The big event on the British economic calendar today is the Bank of England’s interest rate announcement. Well, it would have been if this were five years ago. As things stand, the Pound is unlikely to fluctuate at all around the time of the central bank announcement because traders are almost certain that the BoE will hold interest rates at the current record low of 0.50%.
The Euro rallied by another cent against the Pound yesterday as traders reacted to some upbeat data out of the Eurozone. April’s labour market report showed that the headline unemployment rate fell from 11.2% to 11.1% and a retail sales report showed that private consumption accelerated from 1.7% to 2.2%. Both of these positive ecostats bolstered the appeal of the Euro, as did an announcement from the OECD suggesting that the currency bloc will grow by 1.4%, rather than a previously estimated 1.1%, this year.

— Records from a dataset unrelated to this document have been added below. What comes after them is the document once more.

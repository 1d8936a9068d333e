//! Runtime configuration for the interception adapters.
//!
//! Compile-time selection happens through Cargo features (`history`, `links`,
//! `unload`); [`InterceptConfig`] switches compiled adapters on or off per
//! provider and carries the DOM conventions the adapters rely on.
//!
//! # Example
//!
//! ```
//! use navigation_guard::InterceptConfig;
//!
//! let config = InterceptConfig::new()
//!     .intercept_unload(false)
//!     .replace_attribute("data-nav-replace");
//! assert!(!config.unload);
//! assert_eq!(config.replace_attribute, "data-nav-replace");
//! ```

/// Default anchor attribute marking a link as replacing the current entry.
pub const DEFAULT_REPLACE_ATTRIBUTE: &str = "data-replace";

/// Default anchor attribute set while a click on it is being evaluated.
pub const DEFAULT_PROCESSING_ATTRIBUTE: &str = "data-guard-processing";

/// Default key under which history entries carry their position.
pub const DEFAULT_HISTORY_STATE_KEY: &str = "__navigationGuardIndex";

/// Which sources a provider intercepts and how it talks to the DOM.
#[derive(Debug, Clone, PartialEq, Eq)]
pub struct InterceptConfig {
    /// Guard browser back/forward.
    pub history: bool,
    /// Guard in-app anchor clicks.
    pub links: bool,
    /// Offer the native unload dialog.
    pub unload: bool,
    /// Anchor attribute that turns a link click into a `replace`.
    pub replace_attribute: String,
    /// Anchor attribute used as the per-link "processing" marker.
    pub processing_attribute: String,
    /// Key stamped into `history.state` to recover entry positions.
    pub history_state_key: String,
    /// Value handed to `beforeunload`'s `returnValue`. Browsers show their own
    /// wording regardless; some still require a non-empty value.
    pub unload_message: Option<String>,
}

impl InterceptConfig {
    /// Intercept every source with the default DOM conventions.
    pub fn new() -> Self {
        Self {
            history: true,
            links: true,
            unload: true,
            replace_attribute: DEFAULT_REPLACE_ATTRIBUTE.to_string(),
            processing_attribute: DEFAULT_PROCESSING_ATTRIBUTE.to_string(),
            history_state_key: DEFAULT_HISTORY_STATE_KEY.to_string(),
            unload_message: None,
        }
    }

    /// Enable or disable the history-traversal adapter.
    #[must_use]
    pub fn intercept_history(mut self, enabled: bool) -> Self {
        self.history = enabled;
        self
    }

    /// Enable or disable the link-click adapter.
    #[must_use]
    pub fn intercept_links(mut self, enabled: bool) -> Self {
        self.links = enabled;
        self
    }

    /// Enable or disable the unload adapter.
    #[must_use]
    pub fn intercept_unload(mut self, enabled: bool) -> Self {
        self.unload = enabled;
        self
    }

    /// Use a different replace marker attribute.
    #[must_use]
    pub fn replace_attribute(mut self, name: impl Into<String>) -> Self {
        self.replace_attribute = name.into();
        self
    }

    /// Use a different processing marker attribute.
    #[must_use]
    pub fn processing_attribute(mut self, name: impl Into<String>) -> Self {
        self.processing_attribute = name.into();
        self
    }

    /// Use a different history-state key.
    #[must_use]
    pub fn history_state_key(mut self, key: impl Into<String>) -> Self {
        self.history_state_key = key.into();
        self
    }

    /// Set the `beforeunload` return value.
    #[must_use]
    pub fn unload_message(mut self, message: impl Into<String>) -> Self {
        self.unload_message = Some(message.into());
        self
    }
}

impl Default for InterceptConfig {
    fn default() -> Self {
        Self::new()
    }
}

Markets were also buoyed by a fairly upbeat statement from European Central Bank President Mario Draghi suggesting that inflation will run at 0.3% this year, slightly higher than previously forecast. However, the ECB Chief confirmed that the bank’s quantitative easing programme would run until at least September 2016.
Hopes of deal in Athens to avert a potentially destructive Greek exit from the Eurozone also supported the single currency as GBP/EUR sunk to a near-one-month low.
Sterling plummeted -100 pips against the US Dollar yesterday morning in reaction to the dud UK service sector report. However, the Pound managed to claw back its losses during the New York session as investors repositioned themselves following a string of soft US ecostats.
Although marking an improvement on the previous month’s score of -$50.6 billion, traders were far from impressed with April’s colossal trade deficit reading of -$40.9 billion. Neither were they thrilled with a surprise -7.6% contraction in US mortgage applications, nor a sharp slowdown in American service sector output. The ISM gauge of non-manufacturing output softened from 57.8 to 55.7 as sub indexes for employment, new orders and business activity were all reported to have cooled in May.
The next key release out of the States will be Friday afternoon’s highly anticipated US non-farm payroll report, which could have a significant bearing on Federal Reserve rate hike expectations.